*** Data shown ***

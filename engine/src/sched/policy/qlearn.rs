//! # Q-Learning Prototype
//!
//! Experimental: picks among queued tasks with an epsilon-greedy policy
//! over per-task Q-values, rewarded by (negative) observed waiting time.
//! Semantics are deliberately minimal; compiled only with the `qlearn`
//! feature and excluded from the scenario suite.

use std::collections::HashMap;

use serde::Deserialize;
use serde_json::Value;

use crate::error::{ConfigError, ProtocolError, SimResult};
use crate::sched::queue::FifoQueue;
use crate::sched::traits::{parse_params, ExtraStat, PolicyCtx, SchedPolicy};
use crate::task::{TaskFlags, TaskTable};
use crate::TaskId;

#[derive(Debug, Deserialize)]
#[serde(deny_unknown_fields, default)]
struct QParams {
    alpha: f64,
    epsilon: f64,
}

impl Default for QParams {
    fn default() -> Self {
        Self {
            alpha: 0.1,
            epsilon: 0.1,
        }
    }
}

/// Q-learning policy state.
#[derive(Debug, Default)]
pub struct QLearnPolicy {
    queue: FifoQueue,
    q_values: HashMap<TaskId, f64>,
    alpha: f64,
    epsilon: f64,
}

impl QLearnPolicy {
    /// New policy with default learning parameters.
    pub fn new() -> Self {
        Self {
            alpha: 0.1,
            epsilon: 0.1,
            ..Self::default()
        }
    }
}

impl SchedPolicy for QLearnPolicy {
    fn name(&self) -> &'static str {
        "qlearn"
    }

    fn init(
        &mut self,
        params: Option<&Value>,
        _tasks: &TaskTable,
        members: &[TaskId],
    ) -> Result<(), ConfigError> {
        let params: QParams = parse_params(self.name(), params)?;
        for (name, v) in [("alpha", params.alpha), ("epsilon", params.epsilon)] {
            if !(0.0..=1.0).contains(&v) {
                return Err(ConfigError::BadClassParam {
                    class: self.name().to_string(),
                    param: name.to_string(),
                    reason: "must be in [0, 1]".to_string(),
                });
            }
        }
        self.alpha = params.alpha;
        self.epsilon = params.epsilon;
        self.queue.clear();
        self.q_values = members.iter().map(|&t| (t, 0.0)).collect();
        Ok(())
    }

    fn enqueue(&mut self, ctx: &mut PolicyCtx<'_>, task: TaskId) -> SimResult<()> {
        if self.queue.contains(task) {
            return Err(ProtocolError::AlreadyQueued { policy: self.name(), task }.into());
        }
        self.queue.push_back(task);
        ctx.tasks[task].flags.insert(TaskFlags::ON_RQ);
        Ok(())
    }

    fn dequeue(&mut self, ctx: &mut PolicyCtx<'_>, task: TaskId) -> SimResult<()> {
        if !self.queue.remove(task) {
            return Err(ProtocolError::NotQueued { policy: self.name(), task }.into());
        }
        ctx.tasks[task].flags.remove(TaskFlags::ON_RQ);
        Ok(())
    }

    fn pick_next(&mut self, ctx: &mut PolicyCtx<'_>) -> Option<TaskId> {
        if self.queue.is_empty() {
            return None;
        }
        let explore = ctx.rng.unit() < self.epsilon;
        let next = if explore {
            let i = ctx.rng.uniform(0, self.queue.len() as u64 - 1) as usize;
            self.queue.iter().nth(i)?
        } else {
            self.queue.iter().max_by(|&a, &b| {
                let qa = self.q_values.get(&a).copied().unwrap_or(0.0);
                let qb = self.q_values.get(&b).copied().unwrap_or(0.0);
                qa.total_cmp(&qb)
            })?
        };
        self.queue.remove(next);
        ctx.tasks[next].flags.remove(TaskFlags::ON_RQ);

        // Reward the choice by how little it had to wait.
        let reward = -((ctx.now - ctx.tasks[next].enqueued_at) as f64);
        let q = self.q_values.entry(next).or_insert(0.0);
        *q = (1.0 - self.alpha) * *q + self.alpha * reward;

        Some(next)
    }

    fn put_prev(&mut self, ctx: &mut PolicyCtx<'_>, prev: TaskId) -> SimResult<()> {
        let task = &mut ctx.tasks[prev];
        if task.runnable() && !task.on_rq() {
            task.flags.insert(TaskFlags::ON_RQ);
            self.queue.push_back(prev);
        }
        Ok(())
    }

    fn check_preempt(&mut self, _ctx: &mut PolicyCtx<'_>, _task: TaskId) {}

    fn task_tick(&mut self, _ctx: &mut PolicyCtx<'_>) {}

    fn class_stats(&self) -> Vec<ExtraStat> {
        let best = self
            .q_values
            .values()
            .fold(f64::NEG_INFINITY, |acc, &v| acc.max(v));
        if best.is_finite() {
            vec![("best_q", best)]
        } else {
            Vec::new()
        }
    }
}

*** End of Data shown ***

- **Problem details**: Copy out each line of the records above that includes "best".

- **Your response**:
        let best = self
        if best.is_finite() {
            vec![("best_q", best)]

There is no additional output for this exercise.